Ao longo das décadas, o avanço dos antimicrobianos revolucionou o tratamento de infecções, mas também trouxe um novo desafio: o uso intenso e, muitas vezes, inadequado desses fármacos vem impulsionando a resistência microbiana, hoje considerada uma das maiores ameaças à saúde pública mundial.
O que são Antimicrobianos?
São substâncias naturais, semissintéticas ou sintéticas, capazes de eliminar ou inibir o crescimento de bactérias, vírus, fungos e parasitas. Podem ser classificados por:
- Tipo de microrganismo que combatem (antibióticos, antivirais, antifúngicos, antiparasitários);
- Origem (naturais, semissintéticos ou sintéticos);
- Mecanismo de ação (bactericidas ou bacteriostáticos, por exemplo).
O alvo específico dos antimicrobianos (como parede celular, ribossomos ou DNA) garante seletividade, reduzindo danos às células humanas ou animais.
O Problema da Resistência Antimicrobiana
Segundo a Organização Mundial da Saúde (OMS, 2022), a resistência já compromete tratamentos antes eficazes, tornando algumas infecções comuns mais difíceis — e até impossíveis — de tratar.
Esse fenômeno resulta de práticas como: Uso indiscriminado em humanos e animais, Automedicação, tratamentos incompletos, uso profilático na produção animal.
A consequência é grave: menor eficácia terapêutica, aumento da mortalidade e impacto econômico para a saúde pública e o agronegócio.

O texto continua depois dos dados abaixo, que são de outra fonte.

// =============================================================================
// Tests
// =============================================================================

#[cfg(test)]
mod tests {
    use super::*;
    use crate::aggregation::BinStats;
    use crate::tiles::TileAddress;
    use esdr_common::TileConfig;
    use serde_json::json;

    type Stores = (IngestPipeline, Arc<SampleStore>, Arc<TileStore>, Arc<BoundsLedger>);

    fn pipeline() -> Stores {
        pipeline_with(TileGeometry::default())
    }

    fn pipeline_with(geometry: TileGeometry) -> Stores {
        let samples = Arc::new(SampleStore::new());
        let tiles = Arc::new(TileStore::new(geometry));
        let bounds = Arc::new(BoundsLedger::new());
        let ingest = IngestPipeline::new(samples.clone(), tiles.clone(), bounds.clone());
        (ingest, samples, tiles, bounds)
    }

    fn request(value: serde_json::Value) -> UploadRequest {
        serde_json::from_value(value).unwrap()
    }

    #[test]
    fn test_imported_vs_cumulative_bounds() {
        let (ingest, _, _, _) = pipeline();
        let feed = FeedId(1);

        let first = json!({"channel_names": ["temp"], "data": [[1, 10], [2, 11], [3, 12]]});
        ingest.upload(feed, &request(first)).unwrap();
        let second = json!({"channel_names": ["temp"], "data": [[0, 5], [5, 20]]});
        let result = ingest.upload(feed, &request(second)).unwrap();

        let imported = result.imported_bounds.get("temp").unwrap();
        assert_eq!(imported.min_time_secs, 0.0);
        assert_eq!(imported.max_time_secs, 5.0);
        assert_eq!(imported.min_value, Some(5.0));

        let cumulative = result.channel_bounds.get("temp").unwrap();
        assert_eq!(cumulative.min_time_secs, 0.0);
        assert_eq!(cumulative.max_time_secs, 5.0);
        assert_eq!(cumulative.max_value, Some(20.0));
    }

    #[test]
    fn test_channel_bounds_limited_to_touched_channels() {
        let (ingest, _, _, _) = pipeline();
        let feed = FeedId(1);
        ingest
            .upload(feed, &request(json!({"channel_names": ["a"], "data": [[100, 1]]})))
            .unwrap();
        let result = ingest
            .upload(feed, &request(json!({"channel_names": ["b"], "data": [[1, 1]]})))
            .unwrap();
        assert!(result.channel_bounds.get("a").is_none());
        assert_eq!(result.channel_bounds.max_time_secs, Some(1.0));
    }

    #[test]
    fn test_null_cells_skip_only_their_channel() {
        let (ingest, samples, _, _) = pipeline();
        let feed = FeedId(2);
        let result = ingest
            .upload(
                feed,
                &request(json!({
                    "channel_names": ["a", "b"],
                    "data": [[1, 1.5, null], [2, null, "door open"], [3, null, null]]
                })),
            )
            .unwrap();

        assert_eq!(samples.sample_count(&ChannelKey::new(feed, "a")), 1);
        assert_eq!(samples.sample_count(&ChannelKey::new(feed, "b")), 1);
        let b = result.imported_bounds.get("b").unwrap();
        assert_eq!(b.min_time_secs, 2.0);
        assert_eq!(b.min_value, None);
        assert_eq!(result.imported_bounds.max_time_secs, Some(2.0));
    }

    #[test]
    fn test_empty_payload_yields_empty_bounds() {
        let (ingest, _, tiles, _) = pipeline();
        let result = ingest.upload(FeedId(1), &UploadRequest::default()).unwrap();
        let json = serde_json::to_value(&result).unwrap();
        assert_eq!(json, json!({"channelBounds": {}, "importedBounds": {}}));

        let result = ingest
            .upload(FeedId(1), &request(json!({"channel_names": ["a"], "data": [[1, null]]})))
            .unwrap();
        assert!(result.imported_bounds.is_empty());
        assert!(tiles.is_empty());
    }

    #[test]
    fn test_bad_row_rejects_whole_batch() {
        let (ingest, samples, tiles, bounds) = pipeline();
        let err = ingest
            .upload(
                FeedId(1),
                &request(json!({"channel_names": ["a"], "data": [[1, 1], [2, 2], [3, true]]})),
            )
            .unwrap_err();
        assert_eq!(err.field(), Some("data[2][1]"));
        assert!(samples.is_empty());
        assert!(tiles.is_empty());
        assert!(bounds.channel_bounds(FeedId(1)).is_empty());
    }

    #[test]
    fn test_validation_names_offending_cell() {
        let cases = [
            (json!({"channel_names": ["a"], "data": [[1]]}), "data[0]"),
            (json!({"channel_names": ["a"], "data": [["x", 1]]}), "data[0][0]"),
            (json!({"channel_names": ["a", ""], "data": []}), "channel_names[1]"),
            (json!({"channel_names": ["a", "a"], "data": []}), "channel_names[1]"),
            (json!({"channel_names": ["a b"], "data": []}), "channel_names[0]"),
            (json!({"channel_names": ["a"], "data": [[1, 1], [2, {"v": 1}]]}), "data[1][1]"),
        ];
        for (body, field) in cases {
            let err = request(body).validate(&TileGeometry::default()).unwrap_err();
            assert_eq!(err.field(), Some(field));
        }
    }

    #[test]
    fn test_upload_reaches_tiles() {
        let (ingest, _, tiles, _) = pipeline();
        let feed = FeedId(3);
        ingest
            .upload(feed, &request(json!({"channel_names": ["t"], "data": [[0.5, 4], [0.7, 6]]})))
            .unwrap();
        let tile = tiles
            .get_tile(&ChannelKey::new(feed, "t"), TileAddress { level: 0, offset: 0 })
            .unwrap();
        assert_eq!(tile.points[0].count(), 2);
        assert_eq!(tile.points[0].stats.unwrap().mean, 5.0);
    }

    #[test]
    fn test_replay_restores_bounds_and_tiles() {
        let (ingest, samples, _, _) = pipeline();
        let feed = FeedId(4);
        ingest
            .upload(feed, &request(json!({"channel_names": ["t"], "data": [[1, 4], [9, 6]]})))
            .unwrap();

        let (fresh, _, fresh_tiles, fresh_bounds) = pipeline();
        for dump in samples.dump() {
            fresh.replay(&dump);
        }
        assert_eq!(fresh_bounds.channel_bounds(feed).max_time_secs, Some(9.0));
        let tile = fresh_tiles
            .get_tile(&ChannelKey::new(feed, "t"), TileAddress { level: 4, offset: 0 })
            .unwrap();
        assert_eq!(tile.points[0].count(), 2);
    }

    #[test]
    fn test_out_of_range_time_rejected_before_apply() {
        let (ingest, samples, tiles, bounds) = pipeline();
        for time in [-1e300, 1e300] {
            let body = json!({"channel_names": ["a"], "data": [[1, 1], [time, 1.0]]});
            let err = ingest.upload(FeedId(1), &request(body)).unwrap_err();
            assert_eq!(err.field(), Some("data[1][0]"));
        }
        assert!(samples.is_empty());
        assert!(tiles.is_empty());
        assert!(bounds.channel_bounds(FeedId(1)).is_empty());
    }

    fn close(a: f64, b: f64) -> bool {
        (a - b).abs() < 1e-9 * (1.0 + a.abs().max(b.abs()))
    }

    fn assert_same(level: u32, index: i64, got: Option<&BinStats>, want: Option<BinStats>) {
        match (got, want) {
            (Some(a), Some(b)) => {
                assert_eq!(a.count, b.count, "level {} bin {}", level, index);
                assert!(close(a.mean, b.mean), "level {} bin {}", level, index);
                assert!(close(a.m2, b.m2), "level {} bin {}", level, index);
            }
            (None, None) => {}
            other => panic!("level {} bin {} mismatch: {:?}", level, index, other),
        }
    }

    #[test]
    fn test_concurrent_uploads_keep_pyramid_consistent() {
        let max_level = 6;
        let geo = TileGeometry::new(&TileConfig {
            points_per_tile: 4,
            base_bin_secs: 1.0,
            max_level,
        });
        let (ingest, samples, tiles, bounds) = pipeline_with(geo);
        let feed = FeedId(9);
        let writers = 8;
        let rows = 64;

        std::thread::scope(|scope| {
            for k in 0..writers {
                let ingest = &ingest;
                scope.spawn(move || {
                    for i in 0..rows {
                        let t = i as f64 + k as f64 * 0.1;
                        let v = (i * 7 + k * 3) as f64;
                        let shared = json!({"channel_names": ["shared"], "data": [[t, v]]});
                        ingest.upload(feed, &request(shared)).unwrap();
                        let own = format!("own{}", k);
                        let solo = json!({"channel_names": [own], "data": [[t, v]]});
                        ingest.upload(feed, &request(solo)).unwrap();
                    }
                });
            }
        });

        let key = ChannelKey::new(feed, "shared");
        assert_eq!(samples.sample_count(&key), writers * rows);
        for k in 0..writers {
            let own = ChannelKey::new(feed, format!("own{}", k));
            assert_eq!(samples.sample_count(&own), rows);
        }
        assert_eq!(bounds.channel_bounds(feed).channels.len(), writers + 1);

        let raw = samples.range(&key, None, None);
        let tiles_per_level = |level: u32| {
            let last = raw.last().map(|s| s.time.secs()).unwrap_or(0.0);
            geo.tile_offset(level, last) + 1
        };
        for level in 0..=max_level {
            let mut total = 0;
            for offset in 0..tiles_per_level(level) {
                let tile = tiles.get_tile(&key, TileAddress { level, offset }).unwrap();
                for (i, point) in tile.points.iter().enumerate() {
                    let index = offset * geo.points_per_tile() as i64 + i as i64;
                    let direct = BinStats::from_values(
                        raw.iter()
                            .filter(|s| geo.bin_index(level, s.time.secs()) == index)
                            .filter_map(|s| s.value.as_number()),
                    );
                    assert_same(level, index, point.stats.as_ref(), direct);
                    total += point.count();
                }
            }
            assert_eq!(total as usize, writers * rows, "level {}", level);
        }
    }

    #[test]
    fn test_parent_bins_combine_children_after_parallel_writes() {
        let geo = TileGeometry::new(&TileConfig {
            points_per_tile: 8,
            base_bin_secs: 0.5,
            max_level: 4,
        });
        let (ingest, _, tiles, _) = pipeline_with(geo);
        let feed = FeedId(10);

        std::thread::scope(|scope| {
            for k in 0..4 {
                let ingest = &ingest;
                scope.spawn(move || {
                    let data: Vec<_> = (0..32)
                        .map(|i| json!([i as f64 * 0.25 + k as f64 * 0.05, (i % 5 + k) as f64]))
                        .collect();
                    let body = json!({"channel_names": ["t"], "data": data});
                    ingest.upload(feed, &request(body)).unwrap();
                });
            }
        });

        let key = ChannelKey::new(feed, "t");
        for level in 1..=4u32 {
            let parents = tiles.get_tile(&key, TileAddress { level, offset: 0 }).unwrap();
            let children = tiles
                .get_tile(&key, TileAddress { level: level - 1, offset: 0 })
                .unwrap();
            let next = tiles
                .get_tile(&key, TileAddress { level: level - 1, offset: 1 })
                .unwrap();
            let below: Vec<Option<BinStats>> = children
                .points
                .iter()
                .chain(next.points.iter())
                .map(|p| p.stats)
                .collect();
            for (i, parent) in parents.points.iter().enumerate() {
                let combined = BinStats::combine(below[2 * i..2 * i + 2].iter().flatten());
                assert_same(level, i as i64, parent.stats.as_ref(), combined);
            }
        }
    }
}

Classes de Antimicrobianos e Como Agem
Ao longo das décadas, diversas classes foram desenvolvidas, cada uma com mecanismos de ação distintos:
- Sulfonamidas – bloqueiam a síntese de ácido fólico bacteriano;
- Penicilinas e Cefalosporinas – interferem na formação da parede celular;
- Tetraciclinas – inibem a síntese proteica bacteriana;
- Quinolonas – desorganizam o DNA bacteriano;
- Antifúngicos, antivirais e antiparasitários – atuam em alvos específicos dos respectivos microrganismos.
Apesar da eficácia, todas essas classes enfrentam o mesmo risco: a perda de sensibilidade microbiana com o uso intensivo.
Se você quer saber mais sobre algumas da principais classes de Antimicrobianos e sobre seus mecanismos de ação acesse nosso Artigo na íntegra: O que você precisa saber sobre Antimicrobianos História, Classes Terapêuticas, Efeitos e Novas Alternativas
Novas Alternativas: O Papel dos Bacteriófagos
Com a resistência em crescimento, novas estratégias estão em destaque. Entre elas, os bacteriófagos, vírus que atacam exclusivamente bactérias, se apresentam como uma solução natural, eficaz e sustentável.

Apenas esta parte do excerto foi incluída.